A simulation study on spatial and time resolution for a cost-effective positron emission particle tracking system

Abstract

This work is the second part of a simulation study investigating the processing of densely packed and moving granular assemblies by positron emission particle tracking (PEPT). Since medical positron emission tomography (PET) scanners commonly used for PEPT are very expensive, a PET-like detector system based on cost-effective organic plastic scintillator bars is being developed and tested for its capabilities.

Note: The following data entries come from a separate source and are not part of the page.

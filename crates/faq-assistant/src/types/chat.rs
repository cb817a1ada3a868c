//! Chat history types owned by UI collaborators
//!
//! The responder never reads or writes history; front-ends keep it.

use serde::{Deserialize, Serialize};
use std::fmt;

/// Who said a line
#[derive(Debug, Clone, Copy, PartialEq, Eq, Serialize, Deserialize)]
#[serde(rename_all = "snake_case")]
pub enum Speaker {
    User,
    Assistant,
}

impl fmt::Display for Speaker {
    fn fmt(&self, f: &mut fmt::Formatter<'_>) -> fmt::Result {
        match self {
            Self::User => f.write_str("You"),
            Self::Assistant => f.write_str("Assistant"),
        }
    }
}

/// One line of conversation
#[derive(Debug, Clone, PartialEq, Eq, Serialize, Deserialize)]
pub struct ChatTurn {
    pub speaker: Speaker,
    pub text: String,
}

impl ChatTurn {
    pub fn user(text: impl Into<String>) -> Self {
        Self {
            speaker: Speaker::User,
            text: text.into(),
        }
    }

    pub fn assistant(text: impl Into<String>) -> Self {
        Self {
            speaker: Speaker::Assistant,
            text: text.into(),
        }
    }
}

/// Ordered conversation transcript
#[derive(Debug, Clone, Default, Serialize, Deserialize)]
pub struct ChatHistory {
    turns: Vec<ChatTurn>,
}

impl ChatHistory {
    /// Start a history with an assistant greeting
    pub fn with_greeting(greeting: impl Into<String>) -> Self {
        Self {
            turns: vec![ChatTurn::assistant(greeting)],
        }
    }

    pub fn push(&mut self, turn: ChatTurn) {
        self.turns.push(turn);
    }

    /// Drop all turns, leaving a single assistant notice
    pub fn clear(&mut self, notice: impl Into<String>) {
        self.turns.clear();
        self.turns.push(ChatTurn::assistant(notice));
    }

    pub fn len(&self) -> usize {
        self.turns.len()
    }

    pub fn is_empty(&self) -> bool {
        self.turns.is_empty()
    }

    pub fn iter(&self) -> impl Iterator<Item = &ChatTurn> {
        self.turns.iter()
    }
}

#[cfg(test)]
mod tests {
    use super::*;

    #[test]
    fn test_clear_leaves_notice() {
        let mut history = ChatHistory::with_greeting("Hello!");
        history.push(ChatTurn::user("fees"));
        history.push(ChatTurn::assistant("Fees vary."));
        assert_eq!(history.len(), 3);

        history.clear("Chat history cleared.");

        let turns: Vec<&ChatTurn> = history.iter().collect();
        assert_eq!(turns, vec![&ChatTurn::assistant("Chat history cleared.")]);
    }
}
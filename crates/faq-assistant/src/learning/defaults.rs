//! Built-in knowledge shipped with the assistant

use crate::types::{Answer, KnowledgeBase};

fn by_city(entries: [(&str, &str); 4]) -> Answer {
    Answer::Topic(
        entries
            .into_iter()
            .map(|(city, text)| (city.to_string(), text.to_string()))
            .collect(),
    )
}

/// Knowledge used when no persisted store exists yet
pub fn default_knowledge() -> KnowledgeBase {
    let mut kb = KnowledgeBase::new();
    kb.insert("hello", "Hello! How may I assist you today?");
    kb.insert("goodbye", "Goodbye! Wishing you a great day ahead!");
    kb.insert(
        "account types",
        "We offer Savings, Current, Fixed Deposit, and Business Accounts. Let me know if you need details about any specific type.",
    );
    kb.insert(
        "loan types",
        "Available loans include Home, Personal, Auto, and Education Loans. Each loan has different eligibility and terms.",
    );
    kb.insert(
        "interest rates",
        "Interest rates vary: Savings accounts (2%-5%), Loans depend on the type and tenure, contact support for exact loan rates.",
    );
    kb.insert(
        "atm locations",
        by_city([
            ("Colombo", "ATM is located in Colombo 1, Colombo 2, and Colombo 7."),
            ("Kandy", "ATM is located at Kandy Town and Peradeniya."),
            ("Galle", "ATM is located at Galle Fort and Galle Town."),
            ("Jaffna", "ATM is located in Jaffna City and Chunnakam."),
        ]),
    );
    kb.insert(
        "branch locations",
        by_city([
            ("Colombo", "We have branches in Colombo 1, Colombo 2, and Colombo 7."),
            ("Kandy", "We have branches in Kandy Town and Peradeniya."),
            ("Galle", "We have branches in Galle Fort and Galle Town."),
            ("Jaffna", "We have branches in Jaffna City and Chunnakam."),
        ]),
    );
    kb.insert(
        "how to apply for a loan",
        "You can apply online via our website or visit any of our branches for assistance.",
    );
    kb.insert(
        "banking hours",
        "Our banking hours are from 9 AM to 4 PM, Monday to Friday.",
    );
    kb.insert(
        "contact support",
        "You can call us at 123-456-789 or email support@ourbank.com.",
    );
    kb.insert(
        "fees",
        "Fees vary depending on your account type. Please contact customer support for full details.",
    );
    kb.insert(
        "opening a savings account",
        "Visit any branch or apply online to open a savings account. A minimum deposit is required.",
    );
    kb.insert(
        "fixed deposit",
        "A fixed deposit account earns higher interest. Terms range from 6 months to 5 years.",
    );
    kb
}
//! Word tokenization for query matching

use unicode_segmentation::UnicodeSegmentation;

/// Splits normalized text into word tokens
pub trait Tokenizer: Send + Sync {
    fn tokenize(&self, text: &str) -> Vec<String>;
}

/// Unicode word-boundary tokenizer (UAX #29); punctuation is dropped
#[derive(Debug, Clone, Copy, Default)]
pub struct UnicodeWordTokenizer;

impl Tokenizer for UnicodeWordTokenizer {
    fn tokenize(&self, text: &str) -> Vec<String> {
        text.unicode_words().map(str::to_string).collect()
    }
}
//! Teaching new facts with `learn question: answer`

use super::knowledge_store::KnowledgeStore;
use crate::error::{Error, Result};
use crate::types::KnowledgeBase;

/// Command keyword that starts a teach command
pub const LEARN_KEYWORD: &str = "learn";

const SAVED_MESSAGE: &str = "Got it! I've saved that information.";
const FORMAT_MESSAGE: &str = "Please use the format: 'learn question: answer'.";

/// Parses teach commands and persists the taught facts
#[derive(Debug, Clone)]
pub struct Learner {
    store: KnowledgeStore,
}

impl Learner {
    pub fn new(store: KnowledgeStore) -> Self {
        Self { store }
    }

    pub fn store(&self) -> &KnowledgeStore {
        &self.store
    }

    /// Apply a teach command to `kb` and persist the result
    ///
    /// The caller has already checked that `input` starts with `learn`.
    /// A command without `:` returns `kb` unchanged with a format hint. A failed
    /// save is reported in the message while the returned `kb` still carries
    /// the new fact; any other error propagates.
    pub fn learn(&self, input: &str, mut kb: KnowledgeBase) -> Result<(KnowledgeBase, String)> {
        let Some((question, answer)) = parse_teach_command(input) else {
            tracing::debug!("Teach command without 'question: answer' shape");
            return Ok((kb, FORMAT_MESSAGE.to_string()));
        };

        let replaced = kb.insert(&question, answer).is_some();
        tracing::info!(question = %question, replaced, "Learned new fact");

        match self.store.save(&kb) {
            Ok(()) => Ok((kb, SAVED_MESSAGE.to_string())),
            Err(Error::StoreWrite { path, source }) => {
                tracing::warn!("Failed to save knowledge store {}: {}", path.display(), source);
                let message = format!(
                    "Sorry, I couldn't save that information because {}.",
                    source.kind()
                );
                Ok((kb, message))
            }
            Err(e) => Err(e),
        }
    }
}

/// Split a teach command into `(question, answer)`
///
/// Lowercases the input, drops the first `learn`, and splits on the first `:`.
/// Returns `None` only when there is no `:`; either side may be empty.
pub fn parse_teach_command(input: &str) -> Option<(String, String)> {
    let content = input.to_lowercase().replacen(LEARN_KEYWORD, "", 1);
    let (question, answer) = content.trim().split_once(':')?;
    Some((question.trim().to_string(), answer.trim().to_string()))
}
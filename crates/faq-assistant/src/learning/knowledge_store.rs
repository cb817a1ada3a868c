//! JSON file persistence for the knowledge base

use serde::Serialize;
use std::fs;
use std::io::Write;
use std::path::{Path, PathBuf};

use super::defaults::default_knowledge;
use crate::error::{Error, Result};
use crate::types::KnowledgeBase;

/// Knowledge store backed by a single JSON document
#[derive(Debug, Clone)]
pub struct KnowledgeStore {
    storage_path: PathBuf,
}

impl KnowledgeStore {
    /// Create a store for the given file path. Nothing is read until [`load`](Self::load).
    pub fn new(storage_path: impl Into<PathBuf>) -> Self {
        Self {
            storage_path: storage_path.into(),
        }
    }

    pub fn path(&self) -> &Path {
        &self.storage_path
    }

    /// Whether a persisted file is present
    pub fn exists(&self) -> bool {
        self.storage_path.exists()
    }

    /// Load from disk, or return the built-in defaults if no file exists
    ///
    /// A file that exists but is unreadable or not a valid knowledge document
    /// is an error; previously taught facts are never silently replaced.
    pub fn load(&self) -> Result<KnowledgeBase> {
        if !self.storage_path.exists() {
            tracing::info!(
                "No knowledge store at {}, using built-in defaults",
                self.storage_path.display()
            );
            return Ok(default_knowledge());
        }

        let data = fs::read_to_string(&self.storage_path)
            .map_err(|e| Error::store_corrupt(&self.storage_path, e.to_string()))?;
        let kb: KnowledgeBase = serde_json::from_str(&data)
            .map_err(|e| Error::store_corrupt(&self.storage_path, e.to_string()))?;

        tracing::info!(
            "Loaded {} knowledge entries from {}",
            kb.len(),
            self.storage_path.display()
        );

        Ok(kb)
    }

    /// Save to disk, replacing the previous file atomically
    ///
    /// The document is written to a temporary file next to the target and
    /// renamed over it, so a crash mid-write leaves the old file intact.
    pub fn save(&self, kb: &KnowledgeBase) -> Result<()> {
        let data = to_pretty_json(kb)?;

        let dir = self
            .storage_path
            .parent()
            .filter(|p| !p.as_os_str().is_empty())
            .unwrap_or_else(|| Path::new("."));

        // Ensure directory exists
        fs::create_dir_all(dir).map_err(|e| Error::store_write(&self.storage_path, e))?;

        let mut tmp = tempfile::NamedTempFile::new_in(dir)
            .map_err(|e| Error::store_write(&self.storage_path, e))?;
        tmp.write_all(&data)
            .and_then(|_| tmp.as_file().sync_all())
            .map_err(|e| Error::store_write(&self.storage_path, e))?;
        // Keep the existing file's mode; temp files are created owner-only
        if let Ok(existing) = fs::metadata(&self.storage_path) {
            tmp.as_file()
                .set_permissions(existing.permissions())
                .map_err(|e| Error::store_write(&self.storage_path, e))?;
        }
        tmp.persist(&self.storage_path)
            .map_err(|e| Error::store_write(&self.storage_path, e.error))?;

        tracing::debug!(
            "Saved {} knowledge entries to {}",
            kb.len(),
            self.storage_path.display()
        );

        Ok(())
    }
}

/// Pretty JSON with 4-space indentation
fn to_pretty_json(kb: &KnowledgeBase) -> Result<Vec<u8>> {
    let mut buf = Vec::new();
    let formatter = serde_json::ser::PrettyFormatter::with_indent(b"    ");
    let mut ser = serde_json::Serializer::with_formatter(&mut buf, formatter);
    kb.serialize(&mut ser)?;
    Ok(buf)
}

#[cfg(test)]
mod tests {
    use super::*;
    use crate::types::Answer;
    use tempfile::TempDir;

    fn store_in(dir: &TempDir) -> KnowledgeStore {
        KnowledgeStore::new(dir.path().join("knowledge_data.json"))
    }

    #[test]
    fn test_missing_file_yields_defaults() {
        let dir = TempDir::new().unwrap();
        let store = store_in(&dir);

        assert!(!store.exists());
        let kb = store.load().unwrap();
        assert_eq!(kb, default_knowledge());
        // Loading alone never creates the file
        assert!(!store.exists());
    }

    #[test]
    fn test_save_then_load_is_identical() {
        let dir = TempDir::new().unwrap();
        let store = store_in(&dir);

        let mut kb = store.load().unwrap();
        kb.insert("mortgage", "Talk to a loan officer.");
        store.save(&kb).unwrap();

        let reloaded = store.load().unwrap();
        assert_eq!(reloaded, kb);
        assert!(reloaded.get("atm locations").is_some_and(Answer::is_topic));

        store.save(&reloaded).unwrap();
        assert_eq!(store.load().unwrap(), kb);
    }

    #[test]
    fn test_save_uses_four_space_indent() {
        let dir = TempDir::new().unwrap();
        let store = store_in(&dir);
        let kb: KnowledgeBase = [("fees", "none")].into_iter().collect();

        store.save(&kb).unwrap();

        let text = fs::read_to_string(store.path()).unwrap();
        assert_eq!(text, "{\n    \"fees\": \"none\"\n}");
    }

    #[test]
    fn test_save_overwrites_previous_content() {
        let dir = TempDir::new().unwrap();
        let store = store_in(&dir);

        store.save(&default_knowledge()).unwrap();
        let small: KnowledgeBase = [("only", "one")].into_iter().collect();
        store.save(&small).unwrap();

        assert_eq!(store.load().unwrap(), small);
    }

    #[test]
    fn test_save_creates_parent_directories() {
        let dir = TempDir::new().unwrap();
        let store = KnowledgeStore::new(dir.path().join("nested").join("deeper").join("kb.json"));

        store.save(&default_knowledge()).unwrap();

        assert!(store.exists());
    }

    #[cfg(unix)]
    #[test]
    fn test_save_preserves_existing_permissions() {
        use std::os::unix::fs::PermissionsExt;

        let dir = TempDir::new().unwrap();
        let store = store_in(&dir);
        store.save(&default_knowledge()).unwrap();
        fs::set_permissions(store.path(), fs::Permissions::from_mode(0o644)).unwrap();

        let mut kb = store.load().unwrap();
        kb.insert("card limit", "5000");
        store.save(&kb).unwrap();

        let mode = fs::metadata(store.path()).unwrap().permissions().mode() & 0o777;
        assert_eq!(mode, 0o644);
        assert_eq!(store.load().unwrap(), kb);
    }

    #[test]
    fn test_unparsable_file_is_corrupt() {
        let dir = TempDir::new().unwrap();
        let store = store_in(&dir);
        fs::write(store.path(), "{ not json").unwrap();

        let err = store.load().unwrap_err();
        assert!(matches!(err, Error::StoreCorrupt { .. }), "got {:?}", err);
    }

    #[test]
    fn test_wrong_shape_is_corrupt() {
        let dir = TempDir::new().unwrap();
        let store = store_in(&dir);
        fs::write(store.path(), r#"{"fees": 42}"#).unwrap();

        assert!(matches!(store.load(), Err(Error::StoreCorrupt { .. })));
    }

    #[test]
    fn test_unwritable_location_is_store_write() {
        let dir = TempDir::new().unwrap();
        let blocker = dir.path().join("blocker");
        fs::write(&blocker, "a file, not a directory").unwrap();
        let store = KnowledgeStore::new(blocker.join("kb.json"));

        let err = store.save(&default_knowledge()).unwrap_err();
        assert!(err.is_store_write(), "got {:?}", err);
    }
}
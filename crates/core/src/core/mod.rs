//! Core BPE data structures.
//!
//! This module contains the vocabulary, the ordered merge rules, the merge
//! application routine shared by training and encoding, and the ordering
//! used to pick the next merge.

pub mod merges;
pub mod priority;
pub mod vocab;

pub use merges::{merge_pair, MergeMap, MergeRule, MergeRules, Pair};
pub use priority::{best_candidate, MergeCandidate, PairStat};
pub use vocab::{Vocabulary, BYTE_VOCAB_SIZE};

In this context, the spatial resolution of a resting positron source, a source moving on a freely designed model path, and a particle motion given by a discrete element method (DEM) simulation is studied using Monte Carlo simulations and the software toolkit Geant4. This not only extended the simulation and reconstruction to a moving source but also significantly improved the spatial resolution compared to previous work by adding oversampling and iteration to the reconstruction algorithm. Furthermore, in the case of a source following a trajectory developed from DEM simulations, a very good resolution of about 1 mm in all three directions and an average 3D deviation between simulated and reconstructed events of 2.3 mm could be determined. Thus, the resolution for realistic particle motion within the generic grate system (which is the test rig for further experimental studies) is well below the smallest particle size. The simulation of the dependence of the reconstruction accuracy on tracer particle location revealed a nearly constant efficiency within the entire detector system, which demonstrates that boundary effects can be neglected.